Data:
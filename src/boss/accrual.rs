//! Pull-based passive damage accrual.
//!
//! Nothing runs in the background. Every status read and action first calls
//! [`tick_all`], which credits each participant for the time elapsed since
//! its watermark. Staleness is bounded by how recently anyone touched the
//! boss.

use super::ledger::BossLedger;
use super::types::DamageSource;
use crate::error::BossError;

/// Whole damage units earned over `elapsed_ms` at `rate_per_sec`, plus the
/// new fractional carry.
///
/// The sub-unit remainder is carried into the next tick so many short ticks
/// credit the same total as one long tick.
pub fn accrue(elapsed_ms: i64, rate_per_sec: f64, carry: f64) -> (u64, f64) {
    if elapsed_ms <= 0 || !(rate_per_sec > 0.0) {
        return (0, carry);
    }
    let exact = elapsed_ms as f64 / 1000.0 * rate_per_sec + carry;
    let whole = exact.floor();
    (whole as u64, exact - whole)
}

/// Outcome of one participant's tick.
#[derive(Debug, Clone, Copy, Default, PartialEq, Eq)]
pub struct TickOutcome {
    /// Milliseconds of accrual this tick covered.
    pub accrued_ms: i64,
    pub credited: u64,
    pub resolved_boss: bool,
}

/// Outcome of ticking every participant.
#[derive(Debug, Clone, Copy, Default, PartialEq, Eq)]
pub struct TickSummary {
    pub ticked: usize,
    pub credited: u64,
    pub resolved_boss: bool,
}

/// Bring one participant's passive damage up to `now_ms`.
///
/// Accrual only covers the stretch during which the wallet counted as
/// present (`last_seen + presence_timeout`). The watermark always advances
/// to `now_ms`; once the boss is resolved a tick credits nothing.
pub fn tick(
    ledger: &mut BossLedger,
    wallet: &str,
    rate_per_sec: f64,
    now_ms: i64,
    presence_timeout_ms: i64,
) -> Result<TickOutcome, BossError> {
    let resolved = ledger.boss().resolved;
    let boss_id = ledger.boss().id;
    let participant = ledger
        .participant_mut(wallet)
        .ok_or_else(|| BossError::NotJoined {
            boss_id,
            wallet: wallet.to_string(),
        })?;

    let window_end = now_ms.min(participant.last_seen_at_ms + presence_timeout_ms);
    let accrued_ms = (window_end - participant.last_tick_at_ms).max(0);
    participant.last_tick_at_ms = participant.last_tick_at_ms.max(now_ms);

    if resolved {
        return Ok(TickOutcome::default());
    }

    let (amount, carry) = accrue(accrued_ms, rate_per_sec, participant.fractional_carry);
    participant.fractional_carry = carry;
    if amount == 0 {
        return Ok(TickOutcome {
            accrued_ms,
            ..TickOutcome::default()
        });
    }

    let receipt = ledger.apply_damage(wallet, amount, DamageSource::Passive, now_ms)?;
    Ok(TickOutcome {
        accrued_ms,
        credited: receipt.credited,
        resolved_boss: receipt.resolved_boss,
    })
}

/// Tick every participant in wallet order.
pub fn tick_all<F>(
    ledger: &mut BossLedger,
    rate_for: F,
    now_ms: i64,
    presence_timeout_ms: i64,
) -> TickSummary
where
    F: Fn(&str) -> f64,
{
    let mut summary = TickSummary::default();
    for wallet in ledger.wallets() {
        let rate = rate_for(&wallet);
        // Only NOT_JOINED can fail here and every wallet came from the ledger
        if let Ok(outcome) = tick(ledger, &wallet, rate, now_ms, presence_timeout_ms) {
            summary.ticked += 1;
            summary.credited += outcome.credited;
            summary.resolved_boss |= outcome.resolved_boss;
        }
    }
    if summary.credited > 0 {
        tracing::debug!(
            boss_id = %ledger.boss().id,
            credited = summary.credited,
            health = ledger.boss().current_health,
            "Passive damage accrued"
        );
    }
    summary
}
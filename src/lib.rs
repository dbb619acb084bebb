//! Leviathan - Weekly World Boss Engine
//!
//! One shared boss per weekly epoch. Players join, deal passive damage while
//! present, fire a single signed OVERLOAD burst and may recover time spent
//! away through the reconnect protocol. When the boss falls, contributions
//! are settled and drops rolled against them.

pub mod boss;
pub mod character;
pub mod config;
pub mod core;
pub mod engine;
pub mod epoch;
pub mod error;
pub mod logging;
pub mod modifiers;
pub mod settlement;
pub mod signature;
pub mod simulator;
pub mod snapshot_store;
pub mod utils;

pub use engine::BossEngine;
pub use error::{BossError, SnapshotError};
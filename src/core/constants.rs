// Epoch cadence
pub const EPOCH_LENGTH_DAYS: i64 = 7;
// Days after the Monday reset when the boss phase opens (Saturday 00:00 UTC)
pub const BOSS_PHASE_OFFSET_DAYS: i64 = 5;

// Boss spawn
pub const BOSS_NAME: &str = "Protocol Leviathan";
pub const BOSS_BASE_HP: u64 = 100_000;
pub const BOSS_SCALING_FACTOR: f64 = 0.8;

// Passive power: (base + armor*3 + engine*2 + scanner*2 + score/100) damage per hour
pub const PASSIVE_BASE_POWER: f64 = 10.0;
pub const PASSIVE_POWER_PER_ARMOR: f64 = 3.0;
pub const PASSIVE_POWER_PER_ENGINE: f64 = 2.0;
pub const PASSIVE_POWER_PER_SCANNER: f64 = 2.0;
pub const PASSIVE_SCORE_DIVISOR: f64 = 100.0;
pub const SECONDS_PER_HOUR: f64 = 3600.0;

// OVERLOAD burst: scrap*1 + crystal*3 + artifact*10
pub const OVERLOAD_SCRAP_MULTIPLIER: u64 = 1;
pub const OVERLOAD_CRYSTAL_MULTIPLIER: u64 = 3;
pub const OVERLOAD_ARTIFACT_MULTIPLIER: u64 = 10;
pub const CRITICAL_OVERLOAD_MULTIPLIER: f64 = 1.5;

// Modifiers
pub const OVERLOAD_AMPLIFIER_BURST_MULTIPLIER: f64 = 1.5;
pub const RAID_LICENSE_PASSIVE_MULTIPLIER: f64 = 1.25;

// Presence and reconnect
pub const PRESENCE_TIMEOUT_SECONDS: i64 = 15 * 60;
pub const RECONNECT_MAX_OFFLINE_SECONDS: i64 = 4 * 60 * 60;

// Signature challenges
pub const CHALLENGE_TTL_SECONDS: i64 = 5 * 60;
pub const CHALLENGE_NONCE_BYTES: usize = 32;

// Boss drop table base chances (scaled by contribution)
pub const DROP_CHANCE_WEEKLY_BUFF: f64 = 0.17;
pub const DROP_CHANCE_PERMANENT_LOOT: f64 = 0.03;
pub const DROP_CHANCE_DATA_CORE: f64 = 0.03;
pub const DROP_CHANCE_NFT_ARTIFACT: f64 = 0.01;
// Contribution multipliers per drop category
pub const CONTRIBUTION_MULT_WEEKLY_BUFF: f64 = 1.0;
pub const CONTRIBUTION_MULT_PERMANENT_LOOT: f64 = 2.0;
pub const CONTRIBUTION_MULT_DATA_CORE: f64 = 1.0;
pub const CONTRIBUTION_MULT_NFT_ARTIFACT: f64 = 3.0;

// Ledger snapshot file format
pub const SNAPSHOT_VERSION_MAGIC: u64 = 0x4C45_5649_4154_4831; // "LEVIATH1"
pub const SNAPSHOT_FILE_NAME: &str = "ledger.dat";
pub const CONFIG_FILE_NAME: &str = "config.json";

Exercise aim: Copy all of the listing above exactly, please.

Problem solution:
filename src/boss/accrual.rs
//! Pull-based passive damage accrual.
//!
//! Nothing runs in the background. Every status read and action first calls
//! [`tick_all`], which credits each participant for the time elapsed since
//! its watermark. Staleness is bounded by how recently anyone touched the
//! boss.

use super::ledger::BossLedger;
use super::types::DamageSource;
use crate::error::BossError;

/// Whole damage units earned over `elapsed_ms` at `rate_per_sec`, plus the
/// new fractional carry.
///
/// The sub-unit remainder is carried into the next tick so many short ticks
/// credit the same total as one long tick.
pub fn accrue(elapsed_ms: i64, rate_per_sec: f64, carry: f64) -> (u64, f64) {
    if elapsed_ms <= 0 || !(rate_per_sec > 0.0) {
        return (0, carry);
    }
    let exact = elapsed_ms as f64 / 1000.0 * rate_per_sec + carry;
    let whole = exact.floor();
    (whole as u64, exact - whole)
}

/// Outcome of one participant's tick.
#[derive(Debug, Clone, Copy, Default, PartialEq, Eq)]
pub struct TickOutcome {
    /// Milliseconds of accrual this tick covered.
    pub accrued_ms: i64,
    pub credited: u64,
    pub resolved_boss: bool,
}

/// Outcome of ticking every participant.
#[derive(Debug, Clone, Copy, Default, PartialEq, Eq)]
pub struct TickSummary {
    pub ticked: usize,
    pub credited: u64,
    pub resolved_boss: bool,
}

/// Bring one participant's passive damage up to `now_ms`.
///
/// Accrual only covers the stretch during which the wallet counted as
/// present (`last_seen + presence_timeout`). The watermark always advances
/// to `now_ms`; once the boss is resolved a tick credits nothing.
pub fn tick(
    ledger: &mut BossLedger,
    wallet: &str,
    rate_per_sec: f64,
    now_ms: i64,
    presence_timeout_ms: i64,
) -> Result<TickOutcome, BossError> {
    let resolved = ledger.boss().resolved;
    let boss_id = ledger.boss().id;
    let participant = ledger
        .participant_mut(wallet)
        .ok_or_else(|| BossError::NotJoined {
            boss_id,
            wallet: wallet.to_string(),
        })?;

    let window_end = now_ms.min(participant.last_seen_at_ms + presence_timeout_ms);
    let accrued_ms = (window_end - participant.last_tick_at_ms).max(0);
    participant.last_tick_at_ms = participant.last_tick_at_ms.max(now_ms);

    if resolved {
        return Ok(TickOutcome::default());
    }

    let (amount, carry) = accrue(accrued_ms, rate_per_sec, participant.fractional_carry);
    participant.fractional_carry = carry;
    if amount == 0 {
        return Ok(TickOutcome {
            accrued_ms,
            ..TickOutcome::default()
        });
    }

    let receipt = ledger.apply_damage(wallet, amount, DamageSource::Passive, now_ms)?;
    Ok(TickOutcome {
        accrued_ms,
        credited: receipt.credited,
        resolved_boss: receipt.resolved_boss,
    })
}

/// Tick every participant in wallet order.
pub fn tick_all<F>(
    ledger: &mut BossLedger,
    rate_for: F,
    now_ms: i64,
    presence_timeout_ms: i64,
) -> TickSummary
where
    F: Fn(&str) -> f64,
{
    let mut summary = TickSummary::default();
    for wallet in ledger.wallets() {
        let rate = rate_for(&wallet);
        // Only NOT_JOINED can fail here and every wallet came from the ledger
        if let Ok(outcome) = tick(ledger, &wallet, rate, now_ms, presence_timeout_ms) {
            summary.ticked += 1;
            summary.credited += outcome.credited;
            summary.resolved_boss |= outcome.resolved_boss;
        }
    }
    if summary.credited > 0 {
        tracing::debug!(
            boss_id = %ledger.boss().id,
            credited = summary.credited,
            health = ledger.boss().current_health,
            "Passive damage accrued"
        );
    }
    summary
}
filename src/lib.rs
repository dbb619acb084bebb
//! Leviathan - Weekly World Boss Engine
//!
//! One shared boss per weekly epoch. Players join, deal passive damage while
//! present, fire a single signed OVERLOAD burst and may recover time spent
//! away through the reconnect protocol. When the boss falls, contributions
//! are settled and drops rolled against them.

pub mod boss;
pub mod character;
pub mod config;
pub mod core;
pub mod engine;
pub mod epoch;
pub mod error;
pub mod logging;
pub mod modifiers;
pub mod settlement;
pub mod signature;
pub mod simulator;
pub mod snapshot_store;
pub mod utils;

pub use engine::BossEngine;
pub use error::{BossError, SnapshotError};
filename src/core/constants.rs
// Epoch cadence
pub const EPOCH_LENGTH_DAYS: i64 = 7;
// Days after the Monday reset when the boss phase opens (Saturday 00:00 UTC)
pub const BOSS_PHASE_OFFSET_DAYS: i64 = 5;

// Boss spawn
pub const BOSS_NAME: &str = "Protocol Leviathan";
pub const BOSS_BASE_HP: u64 = 100_000;
pub const BOSS_SCALING_FACTOR: f64 = 0.8;

// Passive power: (base + armor*3 + engine*2 + scanner*2 + score/100) damage per hour
pub const PASSIVE_BASE_POWER: f64 = 10.0;
pub const PASSIVE_POWER_PER_ARMOR: f64 = 3.0;
pub const PASSIVE_POWER_PER_ENGINE: f64 = 2.0;
pub const PASSIVE_POWER_PER_SCANNER: f64 = 2.0;
pub const PASSIVE_SCORE_DIVISOR: f64 = 100.0;
pub const SECONDS_PER_HOUR: f64 = 3600.0;

// OVERLOAD burst: scrap*1 + crystal*3 + artifact*10
pub const OVERLOAD_SCRAP_MULTIPLIER: u64 = 1;
pub const OVERLOAD_CRYSTAL_MULTIPLIER: u64 = 3;
pub const OVERLOAD_ARTIFACT_MULTIPLIER: u64 = 10;
pub const CRITICAL_OVERLOAD_MULTIPLIER: f64 = 1.5;

// Modifiers
pub const OVERLOAD_AMPLIFIER_BURST_MULTIPLIER: f64 = 1.5;
pub const RAID_LICENSE_PASSIVE_MULTIPLIER: f64 = 1.25;

// Presence and reconnect
pub const PRESENCE_TIMEOUT_SECONDS: i64 = 15 * 60;
pub const RECONNECT_MAX_OFFLINE_SECONDS: i64 = 4 * 60 * 60;

// Signature challenges
pub const CHALLENGE_TTL_SECONDS: i64 = 5 * 60;
pub const CHALLENGE_NONCE_BYTES: usize = 32;

// Boss drop table base chances (scaled by contribution)
pub const DROP_CHANCE_WEEKLY_BUFF: f64 = 0.17;
pub const DROP_CHANCE_PERMANENT_LOOT: f64 = 0.03;
pub const DROP_CHANCE_DATA_CORE: f64 = 0.03;
pub const DROP_CHANCE_NFT_ARTIFACT: f64 = 0.01;
// Contribution multipliers per drop category
pub const CONTRIBUTION_MULT_WEEKLY_BUFF: f64 = 1.0;
pub const CONTRIBUTION_MULT_PERMANENT_LOOT: f64 = 2.0;
pub const CONTRIBUTION_MULT_DATA_CORE: f64 = 1.0;
pub const CONTRIBUTION_MULT_NFT_ARTIFACT: f64 = 3.0;

// Ledger snapshot file format
pub const SNAPSHOT_VERSION_MAGIC: u64 = 0x4C45_5649_4154_4831; // "LEVIATH1"
pub const SNAPSHOT_FILE_NAME: &str = "ledger.dat";
pub const CONFIG_FILE_NAME: &str = "config.json";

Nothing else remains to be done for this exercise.